The Leveson hearing continues to Bore On for Britain, with live coverage on both BBC News 24 and Sky News, for heaven’s sake. As if anyone apart from Guido Fawkes and the usual politico-journo junkie suspects are really interested in watching minute-by-minute coverage from that sweaty oak-panelled room in the Royal Courts of Justice, where the testimony can hardly be heard above the ticking of the lawyers’ taximeters.
I’ve taken up watching Russia Today and Al-Jazeera to get my afternoon’s news fix. At least you get an idea that something important is happening outside in the real world.
It’s not as though we haven’t been here before. Whatever Leveson decides, we know what’s going to happen. Indeed, I’ve tried to interest Laurence Rees in a blockbuster TV series, tentatively titled The Calcutt Committee: A Lesson From History, but so far he’s not answered a single one of my emails. Maybe it’s because I couldn’t bring Nazis into it in a meaningful way.
Still, it’s good to see Fleet Street’s Finest have got their heads down and are still digging up the Stories That Really Matter:
Full story here.
Excellent comment from Fleet Street Blues about how David Leigh, investigations editor of The Guardian, is now in the frame for his self-admitted hacking into a phone. Oh, says the Guardian, between mouthfuls of humble pie, it wasn’t for “tittle-tattle”. It was for “investigating corruption and bribery”. Fair enough. Still illegal, though. Tittle-tattle, corruption- and bribery-busting, intellectual-profiles: if the means by which you gather these things are illegal, sorry, you’re nicked my beauty. What is it about the word “illegal” you up-yourself ponces do not understand?
As FSB said way back when this whole scandal first broke, journos have long used illegal, immoral and sometimes criminally dangerous ways to get stories. Yes…and? If they got away with it, well, they got a front page splash, maybe a promotion or a bonus and a round of drinks in the pub. If they got caught, they got hauled up before the beak fined or, rarely but occasionally, chucked in the nick, and when got out, a round of drinks in the pub.
Let’s not forget what has been behind the holier-than-thou stance of the Guardian and the BBC on this matter: the chance for a good round of Murdoch-whacking.
The Guardian has been caught out with its hypocritical knickers down with Leigh (I see Guido has another pop today), and I suspect there may be others to scurry blinkingly out into the limelight from Rusbridger Cathedral.

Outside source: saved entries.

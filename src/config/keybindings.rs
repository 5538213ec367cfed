//! Keyboard bindings configuration.

use crate::model::key_action::KeyAction;
use crossterm::event::KeyEvent;
use std::collections::HashMap;

/// Maps keyboard events to domain actions.
#[derive(Debug, Clone)]
pub struct KeyBindings {
    bindings: HashMap<KeyEvent, KeyAction>,
}

impl KeyBindings {
    /// Look up the action for a key event.
    pub fn get(&self, key: KeyEvent) -> Option<KeyAction> {
        self.bindings.get(&key).copied()
    }
}

impl Default for KeyBindings {
    fn default() -> Self {
        use crossterm::event::{KeyCode, KeyModifiers};

        let mut bindings = HashMap::new();
        let mut bind = |code: KeyCode, modifiers: KeyModifiers, action: KeyAction| {
            bindings.insert(KeyEvent::new(code, modifiers), action);
        };

        // Document focus
        bind(KeyCode::Tab, KeyModifiers::NONE, KeyAction::NextDocument);
        bind(KeyCode::Char(']'), KeyModifiers::NONE, KeyAction::NextDocument);
        bind(KeyCode::BackTab, KeyModifiers::SHIFT, KeyAction::PrevDocument);
        bind(KeyCode::Char('['), KeyModifiers::NONE, KeyAction::PrevDocument);
        bind(KeyCode::Char('v'), KeyModifiers::NONE, KeyAction::FocusViewer);

        // Log commands
        bind(KeyCode::Char('l'), KeyModifiers::NONE, KeyAction::ToggleViewer);
        bind(KeyCode::Char('m'), KeyModifiers::NONE, KeyAction::AddCheckpoint);
        bind(KeyCode::Char('c'), KeyModifiers::NONE, KeyAction::ClearLog);
        bind(KeyCode::Char('s'), KeyModifiers::NONE, KeyAction::ClickStatus);

        // Scrolling
        bind(KeyCode::Char('k'), KeyModifiers::NONE, KeyAction::ScrollUp);
        bind(KeyCode::Up, KeyModifiers::NONE, KeyAction::ScrollUp);
        bind(KeyCode::Char('j'), KeyModifiers::NONE, KeyAction::ScrollDown);
        bind(KeyCode::Down, KeyModifiers::NONE, KeyAction::ScrollDown);
        bind(KeyCode::Char('G'), KeyModifiers::SHIFT, KeyAction::ScrollToLatest);
        bind(KeyCode::End, KeyModifiers::NONE, KeyAction::ScrollToLatest);

        // Application
        bind(KeyCode::Char('r'), KeyModifiers::NONE, KeyAction::ReloadSettings);
        bind(KeyCode::Char('q'), KeyModifiers::NONE, KeyAction::Quit);
        bind(KeyCode::Char('c'), KeyModifiers::CONTROL, KeyAction::Quit);

        Self { bindings }
    }
}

Then there is the BBC. Is it whiter than white? I suspect not, but I do not know. What I do suspect is that if someone manages to lift Auntie’s skirt, there will probably be an almighty stink, most probably from the direction of Panorama. I thought it odd of the Beeb to have Peston covering this whole affair. I mean, the Business Editor? Strange call: the US and EU economies are going to hell in a handcart, but never mind that, you haul in your Business Editor to cover a story about media phone hacking.
What’s that all about?
Isn’t the internet wonderful? It’s amazing the links it throws up, seemingly randomly, but often to an extent you wonder whether there’s some evil Blofeld-type mind behind it, pulling the strings of the Matrix in the devious way his fluffy white cat might play with a mouse.
For instance, Guido’s story tonight on the cover of the last edition of the NOTW there was carried an ad for this book on its right hand sidebar:
Never Say Goodbye, eh? According to the Irish Independent:
Former journalist Linda Kavanagh’s experience as a writer and observer comes through in this, her fifth novel, exploring the self-perpetuating nature of bullying and the lasting effect it can have on young lives. Alternating between past and present, Never Say Goodbye draws the reader into a web of deceit and suspense. It keeps the pages turning right up to the denouement, which comes as an unexpected and horrific climax. If you are a fan of Jodi Picoult, this one’s for you.
I thought Staines had built up a successful mega-business selling ad space on websites? He hasn’t just been using Google ads like the rest of us nerds all along, has he? But maybe Guido has actually specifically placed this ad on this page with this story? If so, what exactly is he trying to tell us?